Platz ist genug: Im Gegensatz zu den AirPods Pro 3 und AirPods 4 ANC, die aufgrund ihrer Miniaturisierung Wegwerfprodukte sind, hätte Apple hier mit einem leicht veränderten Design punkten können. Dass das geht, zeigt etwa das MacBook Neo, das kaum mehr kostet als die AirPods Max 2. Für die Over-Ears gibt es zudem keine Reparaturhandbücher, Kunden sind bei der Arbeit an den Kopfhörern auf sich allein gestellt.

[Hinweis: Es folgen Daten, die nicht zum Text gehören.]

//! Game simulation system
//!
//! Turns a span of game time into fixed game ticks:
//! - The span is converted to a whole tick budget once, up front
//! - The budget is capped
//! - Each tick runs `Game::tick` with the fixed step

use slice4d_core::{Game, Hud, LevelStatus, SectionRenderer};

/// Largest tick budget a single run accepts; anything beyond is dropped
pub const MAX_RUN_TICKS: u32 = 1_000_000;

/// Result of a simulation run
#[derive(Debug, Clone, PartialEq, Eq)]
pub struct SimulationResult {
    /// Number of fixed ticks actually run
    pub ticks: u32,
    /// Level status after the last tick
    pub status: LevelStatus,
}

/// Fixed-tick driver for a [`Game`]
pub struct SimulationSystem {
    tick_secs: f32,
}

impl SimulationSystem {
    /// Create a simulation running `tick_rate` ticks per second
    pub fn new(tick_rate: u32) -> Self {
        Self {
            tick_secs: 1.0 / tick_rate.max(1) as f32,
        }
    }

    /// Length of one tick in seconds
    #[inline]
    pub fn tick_secs(&self) -> f32 {
        self.tick_secs
    }

    /// Whole ticks covering `secs` of game time
    ///
    /// Rounds to the nearest tick. Negative, NaN and infinite spans give no
    /// ticks; huge spans are capped at [`MAX_RUN_TICKS`].
    pub fn ticks_for(&self, secs: f32) -> u32 {
        if !secs.is_finite() || secs <= 0.0 {
            return 0;
        }
        let ticks = (f64::from(secs) / f64::from(self.tick_secs)).round();
        if ticks >= f64::from(MAX_RUN_TICKS) {
            log::warn!("Capping a {}s run at {} ticks", secs, MAX_RUN_TICKS);
            MAX_RUN_TICKS
        } else {
            ticks as u32
        }
    }

    /// Run up to `ticks` fixed ticks against `game`
    ///
    /// Stops early on the tick that leaves the level playing state so the
    /// caller can load the next level before more time passes.
    pub fn run_ticks<R: SectionRenderer, H: Hud>(
        &self,
        game: &mut Game<R, H>,
        ticks: u32,
    ) -> SimulationResult {
        let mut result = SimulationResult {
            ticks: 0,
            status: game.status().clone(),
        };
        while result.ticks < ticks {
            result.status = game.tick(self.tick_secs);
            result.ticks += 1;
            if result.status != LevelStatus::Playing {
                break;
            }
        }
        result
    }
}

impl Default for SimulationSystem {
    fn default() -> Self {
        Self::new(60)
    }
}

#[cfg(test)]
mod tests {
    use super::*;

    #[test]
    fn test_ticks_round_to_nearest() {
        let sim = SimulationSystem::new(20);
        assert_eq!(sim.ticks_for(2.5), 50);
        assert_eq!(sim.ticks_for(0.06), 1);
        assert_eq!(sim.ticks_for(0.01), 0);
        let sim = SimulationSystem::new(60);
        assert_eq!(sim.ticks_for(0.1), 6);
    }

    #[test]
    fn test_invalid_spans_give_no_ticks() {
        let sim = SimulationSystem::new(10);
        assert_eq!(sim.ticks_for(-1.0), 0);
        assert_eq!(sim.ticks_for(f32::NAN), 0);
        assert_eq!(sim.ticks_for(f32::INFINITY), 0);
        assert_eq!(sim.ticks_for(f32::NEG_INFINITY), 0);
    }

    #[test]
    fn test_huge_span_capped() {
        let sim = SimulationSystem::new(60);
        assert_eq!(sim.ticks_for(1e9), MAX_RUN_TICKS);
        assert_eq!(sim.ticks_for(f32::MAX), MAX_RUN_TICKS);
    }

    #[test]
    fn test_default_construction() {
        let sim = SimulationSystem::default();
        assert!((sim.tick_secs() - 1.0 / 60.0).abs() < 1e-6);
    }

    #[test]
    fn test_zero_tick_rate_clamped() {
        let sim = SimulationSystem::new(0);
        assert_eq!(sim.tick_secs(), 1.0);
    }
}
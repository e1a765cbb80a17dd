//! Application systems
//!
//! Modular systems extracted from main.rs for better organization and testability.

mod simulation;

pub use simulation::{SimulationResult, SimulationSystem};
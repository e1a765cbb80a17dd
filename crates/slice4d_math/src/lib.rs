//! 4D Mathematics Library
//!
//! This crate provides the 4D vector and basis types used by slice4d.
//!
//! ## Core Types
//!
//! - [`Vec4`] - 4D vector with x, y, z, w components (continuous positions)
//! - [`IVec4`] - Integer 4D coordinate (grid cells)
//! - [`Axis`] - One of the four canonical axes
//! - [`Basis`] - The right/up/forward/fixed frame selecting the visible 3D slice

mod vec4;
mod ivec4;
mod axis;
pub mod basis;

pub use vec4::Vec4;
pub use ivec4::IVec4;
pub use axis::Axis;
pub use basis::{Basis, BasisError, PivotAxis, RotationDirection};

Apple könnte deutlich mehr tun
Intern gibt es kaum Überraschungen. Hauptneuerung ist der verbaute H2-Chip in den Ohrmuscheln, der besseren Klang und bessere Geräuschunterdrückung (ANC) verspricht. Grundsätzlich ist das Design seit sechs Jahren unverändert. Apple hatte den Geräten mit ihrer USB-C-Variante im Jahr 2024 nur neue Farben spendiert. Auch unverändert ist das sogenannte Smartcase, das magnetisch geschlossen wird, die Over-Ears aber nicht kleiner macht und auch nicht besonders gut schützt.
„In der Hand eines geduldigen Bastlers könnten die AirPods Max 2 ewig halten“, lautet das Fazit von iFixIt, würde Apple Ersatzteile und Reparaturhandbuch liefern. Insgesamt seien sie nicht die schlimmsten Produkte, was die Reparierbarkeit betrifft.